4. Les ambitions des fabricants

Sur un marché où la voix et le texte prédominent, Nokia reste le leader incontesté du « feature phone », le mobile de base (qui, en Afrique, se doit d’avoir une torche !), même si la menace de Samsung et d’autres fabricants asiatiques se précise. Sur le segment haut, celui des smartphones, l’Iphone d’Apple ou le Galaxy S2 de Samsung sont encore des nains, alors que Blackberry a réalisé un percée notable en Afrique du Sud.

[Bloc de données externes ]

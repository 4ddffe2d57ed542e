use anyhow::{Context, Result};
use std::fs;
use std::path::{Path, PathBuf};
use tracing::{info, warn};

use crate::types::Document;

const DEFAULT_SOURCE: &str = "misc";

/// Reads structured documents from `.jsonl` (one per line) and `.json`
/// (one document or an array) files under a directory tree.
#[derive(Debug, Default)]
pub struct DocumentLoader {
    limit: Option<usize>,
}

impl DocumentLoader {
    pub fn new() -> Self { Self::default() }

    /// Stops after this many files.
    pub fn with_file_limit(mut self, limit: usize) -> Self {
        self.limit = Some(limit);
        self
    }

    pub fn load_directory(&self, data_dir: &Path) -> Result<Vec<Document>> {
        let mut files = self.list_document_files(data_dir);
        if files.is_empty() {
            warn!(dir = %data_dir.display(), "no .jsonl or .json files found");
            return Ok(vec![]);
        }
        if let Some(limit) = self.limit {
            if files.len() > limit {
                files.truncate(limit);
                info!(limit, "limited to first files");
            }
        }
        let mut documents = Vec::new();
        for (file_index, file_path) in files.iter().enumerate() {
            info!(file = %file_path.display(), n = file_index + 1, of = files.len(), "loading documents");
            let source = self.source_from_path(file_path, data_dir);
            let mut loaded = self.load_file(file_path)?;
            for doc in &mut loaded {
                if doc.source.is_empty() {
                    doc.source.clone_from(&source);
                }
            }
            documents.extend(loaded);
        }
        info!(files = files.len(), documents = documents.len(), "loaded document files");
        Ok(documents)
    }

    /// Parses one file. Bad lines in a `.jsonl` file are logged and skipped.
    pub fn load_file(&self, file_path: &Path) -> Result<Vec<Document>> {
        let content = fs::read_to_string(file_path).with_context(|| format!("reading {}", file_path.display()))?;
        if file_path.extension().and_then(|s| s.to_str()) == Some("jsonl") {
            let mut docs = Vec::new();
            for (n, line) in content.lines().enumerate() {
                let line = line.trim();
                if line.is_empty() { continue; }
                match serde_json::from_str::<Document>(line) {
                    Ok(doc) => docs.push(doc),
                    Err(e) => warn!(file = %file_path.display(), line = n + 1, error = %e, "skipping malformed document"),
                }
            }
            return Ok(docs);
        }
        let value: serde_json::Value = serde_json::from_str(&content).with_context(|| format!("parsing {}", file_path.display()))?;
        let docs = if value.is_array() { serde_json::from_value(value)? } else { vec![serde_json::from_value(value)?] };
        Ok(docs)
    }

    /// The file's directory relative to `data_dir`, used as the partition tag.
    fn source_from_path(&self, file_path: &Path, data_dir: &Path) -> String {
        let relative_path = file_path.strip_prefix(data_dir).unwrap_or(file_path);
        match relative_path.parent().and_then(|p| p.to_str()) {
            Some(dir) if !dir.is_empty() => dir.to_string(),
            _ => DEFAULT_SOURCE.to_string(),
        }
    }

    fn list_document_files(&self, root: &Path) -> Vec<PathBuf> {
        let mut files = Vec::new();
        for entry in walkdir::WalkDir::new(root).into_iter().filter_map(|e| e.ok()).filter(|e| e.file_type().is_file()) {
            let path = entry.path();
            if matches!(path.extension().and_then(|s| s.to_str()), Some("jsonl" | "json")) { files.push(path.to_path_buf()); }
        }
        files.sort(); files
    }
}
//! Facet trees: per-dimension value counts, optionally hierarchical.
//!
//! Nodes are shared behind `Arc` so a merged tree can adopt a shard's
//! subtree without copying it, and a cached tree can be cloned cheaply and
//! edited (display names, `specified` marks) without touching the original.

use serde::{Deserialize, Serialize};
use std::collections::{HashMap, HashSet};
use std::sync::Arc;

use crate::error::Result;
use crate::traits::LabelResolver;

pub const PATH_SEPARATOR: char = '.';
/// Internal dimension holding title n-grams.
pub const NGRAM_DIMENSION: &str = "_ngram";

#[derive(Debug, Clone, PartialEq, Serialize, Deserialize)]
pub struct FacetValue {
    pub label: String,
    #[serde(default, skip_serializing_if = "Option::is_none")]
    pub display: Option<String>,
    pub count: u64,
    /// Global frequency, filled in when the caller asked for it.
    #[serde(default, skip_serializing_if = "Option::is_none")]
    pub total: Option<u64>,
    #[serde(default)]
    pub specified: bool,
    #[serde(default, skip_serializing_if = "Vec::is_empty")]
    pub children: Vec<Arc<FacetValue>>,
}

impl FacetValue {
    pub fn new(label: impl Into<String>, count: u64) -> Self {
        Self { label: label.into(), display: None, count, total: None, specified: false, children: Vec::new() }
    }

    pub fn with_children(mut self, children: Vec<FacetValue>) -> Self {
        self.children = children.into_iter().map(Arc::new).collect();
        self
    }

    pub fn with_total(mut self, total: u64) -> Self {
        self.total = Some(total);
        self
    }

    pub fn specified(mut self) -> Self {
        self.specified = true;
        self
    }

    pub fn child(&self, label: &str) -> Option<&Arc<FacetValue>> {
        self.children.iter().find(|c| c.label == label)
    }

    pub fn display_or_label(&self) -> &str {
        self.display.as_deref().unwrap_or(&self.label)
    }

    fn absorb(&mut self, other: &FacetValue) {
        self.count += other.count;
        self.specified |= other.specified;
        self.total = match (self.total, other.total) {
            (Some(a), Some(b)) => Some(a + b),
            (a, b) => a.or(b),
        };
        if self.display.is_none() {
            self.display.clone_from(&other.display);
        }
        if self.children.is_empty() {
            self.children = other.children.clone();
        } else {
            merge_values(&mut self.children, &other.children);
        }
    }
}

fn merge_values(into: &mut Vec<Arc<FacetValue>>, from: &[Arc<FacetValue>]) {
    for value in from {
        match into.iter_mut().find(|v| v.label == value.label) {
            Some(existing) => Arc::make_mut(existing).absorb(value),
            None => into.push(Arc::clone(value)),
        }
    }
}

fn sort_values(values: &mut [Arc<FacetValue>], roots: bool) {
    values.sort_by(|a, b| {
        let specified = if roots { b.specified.cmp(&a.specified) } else { std::cmp::Ordering::Equal };
        specified.then_with(|| b.count.cmp(&a.count)).then_with(|| a.label.cmp(&b.label))
    });
    for value in values.iter_mut() {
        if !value.children.is_empty() {
            sort_values(&mut Arc::make_mut(value).children, false);
        }
    }
}

fn join_path(prefix: &str, label: &str) -> String {
    if prefix.is_empty() {
        label.to_string()
    } else {
        format!("{prefix}{PATH_SEPARATOR}{label}")
    }
}

#[derive(Debug, Clone, PartialEq, Serialize, Deserialize)]
pub struct Facet {
    pub name: String,
    #[serde(default, skip_serializing_if = "Option::is_none")]
    pub display: Option<String>,
    pub values: Vec<Arc<FacetValue>>,
}

impl Facet {
    pub fn new(name: impl Into<String>) -> Self {
        Self { name: name.into(), display: None, values: Vec::new() }
    }

    pub fn with_values(mut self, values: Vec<FacetValue>) -> Self {
        self.values = values.into_iter().map(Arc::new).collect();
        self
    }

    pub fn len(&self) -> usize {
        self.values.len()
    }

    pub fn is_empty(&self) -> bool {
        self.values.is_empty()
    }

    pub fn value(&self, label: &str) -> Option<&Arc<FacetValue>> {
        self.values.iter().find(|v| v.label == label)
    }

    pub fn values_with_prefix<'a>(&'a self, prefix: &'a str) -> impl Iterator<Item = &'a Arc<FacetValue>> + 'a {
        self.values.iter().filter(move |v| v.label.starts_with(prefix))
    }

    /// Node at a hierarchical path.
    pub fn find(&self, path: &[String]) -> Option<&Arc<FacetValue>> {
        let (first, rest) = path.split_first()?;
        let mut node = self.value(first)?;
        for label in rest {
            node = node.child(label)?;
        }
        Some(node)
    }

    /// Every node with its dotted path, depth first.
    pub fn paths(&self) -> Vec<(String, &FacetValue)> {
        fn walk<'a>(values: &'a [Arc<FacetValue>], prefix: &str, out: &mut Vec<(String, &'a FacetValue)>) {
            for v in values {
                let path = join_path(prefix, &v.label);
                out.push((path.clone(), &**v));
                walk(&v.children, &path, out);
            }
        }
        let mut out = Vec::new();
        walk(&self.values, "", &mut out);
        out
    }

    /// Folds `other` into this facet. Unchanged subtrees stay shared.
    pub fn merge(&mut self, other: &Facet) {
        if self.display.is_none() {
            self.display.clone_from(&other.display);
        }
        merge_values(&mut self.values, &other.values);
    }

    pub fn sort(&mut self) {
        sort_values(&mut self.values, true);
    }

    /// Keeps the first `n` values; `0` keeps everything.
    pub fn trim(&mut self, n: usize) {
        if n > 0 && self.values.len() > n {
            self.values.truncate(n);
        }
    }

    /// With more than `n` values, keeps up to `n` that are specified or
    /// below `threshold`, so a handful of near-universal values don't crowd
    /// out the informative ones. Falls back to the first `n` when too few
    /// qualify.
    pub fn trim_with_threshold(&mut self, threshold: u64, n: usize) {
        if self.values.len() <= n {
            return;
        }
        let kept: Vec<_> = self
            .values
            .iter()
            .filter(|v| v.specified || v.count < threshold)
            .take(n)
            .cloned()
            .collect();
        if kept.len() < n {
            self.values.truncate(n);
        } else {
            self.values = kept;
        }
    }

    /// Keeps nodes whose dotted path is listed, with their ancestors and
    /// descendants. Listed nodes come back `specified`.
    pub fn filter(&self, paths: &[&str]) -> Facet {
        fn walk(values: &[Arc<FacetValue>], prefix: &str, wanted: &HashSet<&str>) -> Vec<Arc<FacetValue>> {
            let mut out = Vec::new();
            for v in values {
                let path = join_path(prefix, &v.label);
                if wanted.contains(path.as_str()) {
                    let mut node = FacetValue::clone(v);
                    node.specified = true;
                    out.push(Arc::new(node));
                    continue;
                }
                let children = walk(&v.children, &path, wanted);
                if !children.is_empty() {
                    out.push(Arc::new(FacetValue { children, ..FacetValue::clone(v) }));
                }
            }
            out
        }
        let wanted: HashSet<&str> = paths.iter().copied().collect();
        Facet { name: self.name.clone(), display: self.display.clone(), values: walk(&self.values, "", &wanted) }
    }

    /// Flags `label` as selected. A selected value that fell outside the
    /// top list is put back in front as long as it has any hits.
    pub fn mark_selected(&mut self, label: &str, count: u64) {
        match self.values.iter_mut().find(|v| v.label == label) {
            Some(existing) => Arc::make_mut(existing).specified = true,
            None if count > 0 => self.values.insert(0, Arc::new(FacetValue::new(label, count).specified())),
            None => {}
        }
    }

    /// Fills in display names. Only nodes that gain a name are copied.
    pub fn resolve_display(&mut self, resolver: &dyn LabelResolver) {
        fn walk(values: &mut [Arc<FacetValue>], dimension: &str, path: &mut Vec<String>, resolver: &dyn LabelResolver) {
            for v in values.iter_mut() {
                path.push(v.label.clone());
                if v.display.is_none() {
                    if let Some(name) = resolver.display_name(dimension, path) {
                        Arc::make_mut(v).display = Some(name);
                    }
                }
                if !v.children.is_empty() {
                    walk(&mut Arc::make_mut(v).children, dimension, path, resolver);
                }
                path.pop();
            }
        }
        if self.display.is_none() {
            self.display = resolver.display_name(&self.name, &[]);
        }
        let name = self.name.clone();
        walk(&mut self.values, &name, &mut Vec::new(), resolver);
    }
}

/// Merges per-shard facet lists dimension by dimension, then sorts each.
/// Dimensions keep the order in which they were first seen.
pub fn merge_facets<I>(lists: I) -> Vec<Facet>
where
    I: IntoIterator,
    I::Item: IntoIterator<Item = Facet>,
{
    let mut merged: Vec<Facet> = Vec::new();
    let mut index: HashMap<String, usize> = HashMap::new();
    for list in lists {
        for facet in list {
            match index.get(&facet.name) {
                Some(&i) => merged[i].merge(&facet),
                None => {
                    index.insert(facet.name.clone(), merged.len());
                    merged.push(facet);
                }
            }
        }
    }
    for facet in &mut merged {
        facet.sort();
    }
    merged
}

/// Threshold below which a value counts as informative for `total` hits.
pub fn trim_threshold(total: u64, ratio: f64) -> u64 {
    (total as f64 * ratio + 0.5) as u64
}

/// Builds a hierarchical dimension from its root values. `fetch` receives
/// every path of one tree level and returns the children of each, in order;
/// descent stops at `max_depth` levels or when a level has no children.
pub fn build_hierarchy<F>(roots: Vec<(String, u64)>, max_depth: usize, mut fetch: F) -> Result<Vec<Arc<FacetValue>>>
where
    F: FnMut(&[Vec<String>]) -> Result<Vec<Vec<(String, u64)>>>,
{
    let mut children: HashMap<Vec<String>, Vec<(String, u64)>> = HashMap::new();
    let mut frontier: Vec<Vec<String>> = roots.iter().map(|(label, _)| vec![label.clone()]).collect();

    for _ in 1..max_depth {
        if frontier.is_empty() {
            break;
        }
        let level = fetch(&frontier)?;
        let mut next = Vec::new();
        for (path, kids) in frontier.into_iter().zip(level) {
            if kids.is_empty() {
                continue;
            }
            for (label, _) in &kids {
                let mut child = path.clone();
                child.push(label.clone());
                next.push(child);
            }
            children.insert(path, kids);
        }
        frontier = next;
    }

    fn assemble(path: &mut Vec<String>, label: String, count: u64, children: &HashMap<Vec<String>, Vec<(String, u64)>>) -> Arc<FacetValue> {
        path.push(label.clone());
        let kids = children
            .get(path.as_slice())
            .map(|kids| kids.iter().map(|(l, c)| assemble(path, l.clone(), *c, children)).collect())
            .unwrap_or_default();
        path.pop();
        Arc::new(FacetValue { children: kids, ..FacetValue::new(label, count) })
    }

    let mut path = Vec::new();
    Ok(roots.into_iter().map(|(label, count)| assemble(&mut path, label, count, &children)).collect())
}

Mais la vraie explosion à court terme pourrait concerner le segment intermédiaire, celui du « smart feature phone », un téléphone encore bon marché mais capable d’accueillir des applications javas permettant notamment de mieux profiter des services de messagerie instantanée et des réseaux sociaux, de plus en plus populaires. Dans ce domaine, les percées peuvent être spectaculaires : c’est en grande partie grâce à ses « smart feature phones » que le Chinois Alcatel One Touch a ainsi pu atteindre 5% du marché sud-africain dix-huit mois à peine après son arrivée dans ce pays.

Pour tous les fabricants, souvent confrontés à des marchés proches de la saturation sur d’autres continents, l’Afrique est de toute façon un relais de croissance sans égal… mais avec ses spécificités : en Europe, la vente des terminaux se fait essentiellement via les packs, alors que la distribution reste le principal réseau de vente des téléphones portables au client final africain. C’est pourquoi on y voit émerger des marques chinoises peu connues, telles que Techno, qui pourraient rapidement devenir des acteurs de poids.

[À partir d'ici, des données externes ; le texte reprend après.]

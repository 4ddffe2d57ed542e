use std::{env, path::PathBuf};

use indicatif::{ProgressBar, ProgressStyle};

use litsearch_cli::{index_dir, init_tracing, open_coordinator};
use litsearch_coordinator::IngestReport;
use litsearch_core::config::{expand_path, Config};
use litsearch_core::loader::DocumentLoader;

const BATCH_SIZE: usize = 1000;

#[tokio::main]
async fn main() -> anyhow::Result<()> {
	init_tracing();
	let config = Config::load().map_err(|e| { eprintln!("Error loading config: {}", e); e })?;
	let args: Vec<String> = env::args().skip(1).collect();
	let mut data_dir = None; let mut file_limit = None;
	let mut i = 0; while i < args.len() { match args[i].as_str() {
		"--limit" => { match args.get(i + 1).and_then(|v| v.parse::<usize>().ok()) { Some(limit) => { file_limit = Some(limit); i += 1; } None => { eprintln!("Error: --limit requires a number"); std::process::exit(1); } } }
		_ if !args[i].starts_with('-') => data_dir = Some(PathBuf::from(&args[i])), _ => {} } i += 1; }
	let data_dir = data_dir.unwrap_or_else(|| { let dir: String = config.get("data.raw_docs_dir").unwrap_or_else(|_| "../dev_data/docs".to_string()); expand_path(dir) });
	println!("litsearch indexer\n=================");
	println!("Data directory: {}", data_dir.display());
	println!("Index directory: {}", index_dir(&config).display());

	let loader = match file_limit { Some(limit) => DocumentLoader::new().with_file_limit(limit), None => DocumentLoader::new() };
	let documents = loader.load_directory(&data_dir)?;
	if documents.is_empty() { println!("No documents to index"); return Ok(()); }
	let coordinator = open_coordinator(&config)?;

	let pb = ProgressBar::new(documents.len() as u64);
	pb.set_style(ProgressStyle::default_bar().template("{spinner:.green} [{elapsed_precise}] [{bar:40.cyan/blue}] {pos}/{len} documents ({percent}%) {msg}")?.progress_chars("#>-"));
	let mut total = IngestReport::default();
	for batch in documents.chunks(BATCH_SIZE) {
		let report = coordinator.update(batch.to_vec()).await?;
		pb.inc(batch.len() as u64);
		pb.set_message(format!("{} inserted, {} failed", total.inserted.len() + report.inserted.len(), total.failed.len() + report.failed.len()));
		total.deleted_older += report.deleted_older;
		total.already_current.extend(report.already_current);
		total.inserted.extend(report.inserted);
		total.failed.extend(report.failed);
	}
	pb.finish_with_message("✅ indexing completed");

	println!("📊 Inserted {} documents", total.inserted.len());
	println!("📊 Replaced {} stale copies, {} already current", total.deleted_older, total.already_current.len());
	if !total.failed.is_empty() {
		println!("⚠️  {} documents failed:", total.failed.len());
		for (id, reason) in &total.failed { println!("  {id}: {reason}"); }
	}
	println!("📊 Corpus size: {}", coordinator.size().await?);
	println!("\n💡 To search, use: cargo run --bin litsearch query '<text>'");
	Ok(())
}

5. Le laboratoire du paiement mobile

Le mobile est tellement partie intégrante de la vie quotidienne de la population que l’Afrique peut se révéler un laboratoire parfait pour de nouveaux services dans le domaine de la santé ou de l’éducation. « Je pense que l’Europe pourrait apprendre des solutions innovantes qui sont inventées ici », affirme Marc Rennard, le directeur Afrique-Moyen-Orient d’Orange (lire son interview), qui a remis lors d’AfricaCom des prix à des projets novateurs (plus de 600 dossiers soumis, le vainqueur ayant mis au point au Niger un service de télé-irrigation permettant de gérer à distance l’irrigation de zones agricoles).

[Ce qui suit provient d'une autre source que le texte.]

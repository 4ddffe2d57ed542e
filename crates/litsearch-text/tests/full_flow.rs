use litsearch_core::config::IndexSettings;
use litsearch_core::facet::NGRAM_DIMENSION;
use litsearch_core::query::{SearchQuery, ShardPredicate};
use litsearch_core::traits::{Shard, ShardRequest};
use litsearch_core::types::{Concept, Document};
use litsearch_text::tantivy_utils::INDEX_VERSION;
use litsearch_text::TantivyShard;

fn corpus() -> Vec<Document> {
	vec![
		Document::new(1, "Fish oil and Raynaud's phenomenon", 1, "pubmed")
			.with_abstract("Dietary fish oil reduced vasospasm in patients with Raynaud's phenomenon.")
			.with_year(1989)
			.with_journal("Am J Med")
			.with_facet("tr", &["C23", "550"]),
		Document::new(2, "Blood viscosity in Raynaud's disease", 1, "pubmed")
			.with_year(1995)
			.with_journal("Lancet")
			.with_facet("tr", &["C14", "907"]),
		Document::new(3, "Fish oil lowers blood viscosity", 1, "pubmed")
			.with_year(1998)
			.with_journal("Lancet")
			.with_facet("tr", &["C14", "907", "137"]),
		Document::new(4, "Asthma in children", 1, "pubmed").with_year(2015).with_journal("BMJ"),
		Document::new(5, "Heart failure outcomes", 1, "pubmed").with_year(2000).with_journal("Lancet"),
	]
}

fn shard() -> TantivyShard {
	let shard = TantivyShard::in_memory("test", IndexSettings::default()).expect("shard");
	for doc in corpus() { shard.insert(&doc).expect("insert"); }
	shard.commit().expect("commit");
	shard
}

fn run(shard: &TantivyShard, query: &SearchQuery) -> (u64, Vec<u64>) {
	let response = shard.search(&ShardRequest::for_query(query).expect("request")).expect("search");
	let mut ids: Vec<u64> = response.documents.iter().map(|d| d.id).collect();
	ids.sort_unstable();
	(response.total, ids)
}

#[test]
fn free_text_ranks_and_highlights() {
	let shard = shard();
	let response = shard.search(&ShardRequest::for_query(&SearchQuery::free_text("fish oil")).expect("request")).expect("search");
	assert_eq!(response.total, 2);
	let ids: Vec<u64> = response.documents.iter().map(|d| d.id).collect();
	assert!(ids.contains(&1) && ids.contains(&3));
	assert!(response.documents[0].score.is_some());
	assert!(response.documents.iter().all(|d| !d.fragments.is_empty()));
	assert!(response.documents.iter().all(|d| d.fragments.iter().any(|f| f.fragment.contains("<b>"))));

	let journal = response.facets.iter().find(|f| f.name == "journal").expect("journal facet");
	assert_eq!(journal.value("Lancet").map(|v| v.count), Some(1));
	assert_eq!(journal.value("Am J Med").map(|v| v.count), Some(1));
}

#[test]
fn year_ranges_are_inclusive() {
	let shard = shard();
	assert_eq!(run(&shard, &SearchQuery::field("year", "(1990,2000)")), (3, vec![2, 3, 5]));
	assert_eq!(run(&shard, &SearchQuery::field("year", "(,1990)")), (1, vec![1]));
	assert_eq!(run(&shard, &SearchQuery::field("year", "(1998,)")).0, 3);
	assert_eq!(run(&shard, &SearchQuery::field("year", "2015")), (1, vec![4]));
}

#[test]
fn id_and_reserved_field_lookups() {
	let shard = shard();
	assert_eq!(run(&shard, &SearchQuery::id(3)), (1, vec![3]));
	assert_eq!(run(&shard, &SearchQuery::id_batch(&[1, 4, 99])), (2, vec![1, 4]));
	assert_eq!(run(&shard, &SearchQuery::field("_indexer", INDEX_VERSION)).0, 5);
	assert_eq!(run(&shard, &SearchQuery::all().with_page(0, 10)).0, 5);

	let unknown = ShardRequest::for_query(&SearchQuery::field("_nosuchfield", "x")).expect("request");
	assert!(shard.search(&unknown).unwrap_err().is_malformed_query());
}

#[test]
fn drilldown_counts_the_selected_dimension_sideways() {
	let shard = shard();
	let query = SearchQuery::all().with_facet("journal", "Lancet");
	let response = shard.search(&ShardRequest::for_query(&query).expect("request")).expect("search");
	assert_eq!(response.total, 3);

	let journal = response.facets.iter().find(|f| f.name == "journal").expect("journal facet");
	assert!(journal.value("Lancet").is_some_and(|v| v.specified && v.count == 3));
	assert_eq!(journal.value("BMJ").map(|v| v.count), Some(1));

	let year = response.facets.iter().find(|f| f.name == "year").expect("year facet");
	let mut years: Vec<&str> = year.values.iter().map(|v| v.label.as_str()).collect();
	years.sort_unstable();
	assert_eq!(years, ["1995", "1998", "2000"]);
}

#[test]
fn hierarchical_facet_descends_levels() {
	let shard = shard();
	let response = shard.search(&ShardRequest::for_query(&SearchQuery::all()).expect("request")).expect("search");
	let tr = response.facets.iter().find(|f| f.name == "tr").expect("tr facet");
	assert_eq!(tr.value("C14").map(|v| v.count), Some(2));
	assert_eq!(tr.value("C23").map(|v| v.count), Some(1));
	assert_eq!(tr.find(&["C14".into(), "907".into()]).map(|v| v.count), Some(2));
	assert_eq!(tr.find(&["C14".into(), "907".into(), "137".into()]).map(|v| v.count), Some(1));

	let request = ShardRequest::for_query(&SearchQuery::all()).expect("request");
	let children = shard.facet_children(&request, "tr", &["C14".to_string()], 10).expect("children");
	assert_eq!(children, vec![("907".to_string(), 2)]);
}

#[test]
fn unparseable_text_falls_back_to_phrase() {
	let shard = shard();
	let (total, ids) = run(&shard, &SearchQuery::free_text("\"fish oil"));
	assert!(total >= 1);
	assert!(ids.contains(&3));
}

#[test]
fn ngram_tables_and_global_totals() {
	let shard = shard();
	let fish = SearchQuery::free_text("fish").rewrite().expect("rewrite");
	let grams = shard.facet_counts(&fish, NGRAM_DIMENSION).expect("ngrams");
	assert_eq!(grams.get("fish oil"), Some(&2));
	assert!(!grams.keys().any(|g| g.split(' ').any(|w| w == "and" || w == "in")));

	let totals = shard
		.facet_value_counts(NGRAM_DIMENSION, &["blood viscosity".to_string(), "no such gram".to_string()])
		.expect("totals");
	assert_eq!(totals.get("blood viscosity"), Some(&2));
	assert!(!totals.contains_key("no such gram"));

	let not_blood = ShardPredicate::and_not(fish, SearchQuery::free_text("blood").rewrite().expect("rewrite"));
	let only_first = shard.facet_counts(&not_blood, NGRAM_DIMENSION).expect("ngrams");
	assert_eq!(only_first.get("fish oil"), Some(&1));
}

#[test]
fn ingestion_mutations_respect_revisions() {
	let shard = TantivyShard::in_memory("mutations", IndexSettings::default()).expect("shard");
	let mut doc = Document::new(10, "Glucose metabolism", 1, "pubmed");
	doc.headings.push(Concept::new("D005947", "Glucose"));
	shard.insert(&doc).expect("insert");
	shard.commit().expect("commit");
	assert_eq!(shard.size().expect("size"), 1);
	assert!(shard.has_at_least_as_new_as(10, 1).expect("check"));
	assert!(!shard.has_at_least_as_new_as(10, 2).expect("check"));

	let fetched = shard.search(&ShardRequest::for_query(&SearchQuery::id(10)).expect("request")).expect("search");
	assert_eq!(fetched.documents[0].headings, vec![Concept::new("D005947", "Glucose")]);
	assert_eq!(fetched.documents[0].revision, Some(1));

	assert_eq!(shard.delete_older_than(10, 1).expect("delete"), 0);
	assert_eq!(shard.delete_older_than(10, 2).expect("delete"), 1);
	shard.insert(&Document::new(10, "Glucose metabolism revisited", 2, "pubmed")).expect("insert");
	shard.commit().expect("commit");
	assert_eq!(shard.size().expect("size"), 1);
	assert!(shard.has_at_least_as_new_as(10, 2).expect("check"));

	assert_eq!(shard.delete_by_id(10).expect("delete"), 1);
	shard.commit().expect("commit");
	assert_eq!(shard.size().expect("size"), 0);
}

#[test]
fn shards_reopen_from_disk() {
	let dir = tempfile::tempdir().expect("tempdir");
	let settings = IndexSettings::default();
	{
		let shards = litsearch_text::open_shards(dir.path(), 2, &settings).expect("open");
		assert_eq!(shards[1].name(), "shard-1");
		shards[0].insert(&corpus()[0]).expect("insert");
		shards[0].commit().expect("commit");
	}
	let reopened = litsearch_text::open_shards(dir.path(), 2, &settings).expect("reopen");
	assert_eq!(reopened[0].size().expect("size"), 1);
	assert_eq!(reopened[1].size().expect("size"), 0);
}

Mais s’il est un domaine où l’Afrique peut prendre une avance majeure, c’est celui du paiement mobile. Dans un continent très faiblement bancarisé, le mobile, déjà un outil majeur pour acheter du temps de communication (« l’Air time », denrée désormais vitale), et pourrait bientôt servir à percevoir un salaire ou effectuer tout type de transaction. L’exemple le plus frappant vient du Kenya, où l’opérateur Safaricom a créé en 2007 en partenariat avec The Equity Bank son propre service, M-Pesa, déjà adopté par plus de 10 millions d’utilisateurs, l’un des secrets du succès étant qu’il n’est pas nécessaire de détenir un compte en banque pour utiliser le service. Mais difficile d’imaginer l’irruption d’une quelconque « zone M-Pesa ». La preuve, Vodafone, actionnaire majoritaire de Safaricom, a échoué dans sa tentative d’implanter le M-Pesa en Afrique du Sud : le pays est déjà trop bancarisé, explique Steven Jurgens de MoreMagic, un éditeur de solutions de paiement mobile.

Il n’empêche : les opérateurs s’activent tous sur leurs systèmes maison de « mobile money » « L’Afrique, rappelle Marc Rennard, c’est 54 pays et 54 réglementations. En parler comme un tout serait une erreur majeure». La révolution du mobile y est bien engagée, mais elle est loin d’être terminée.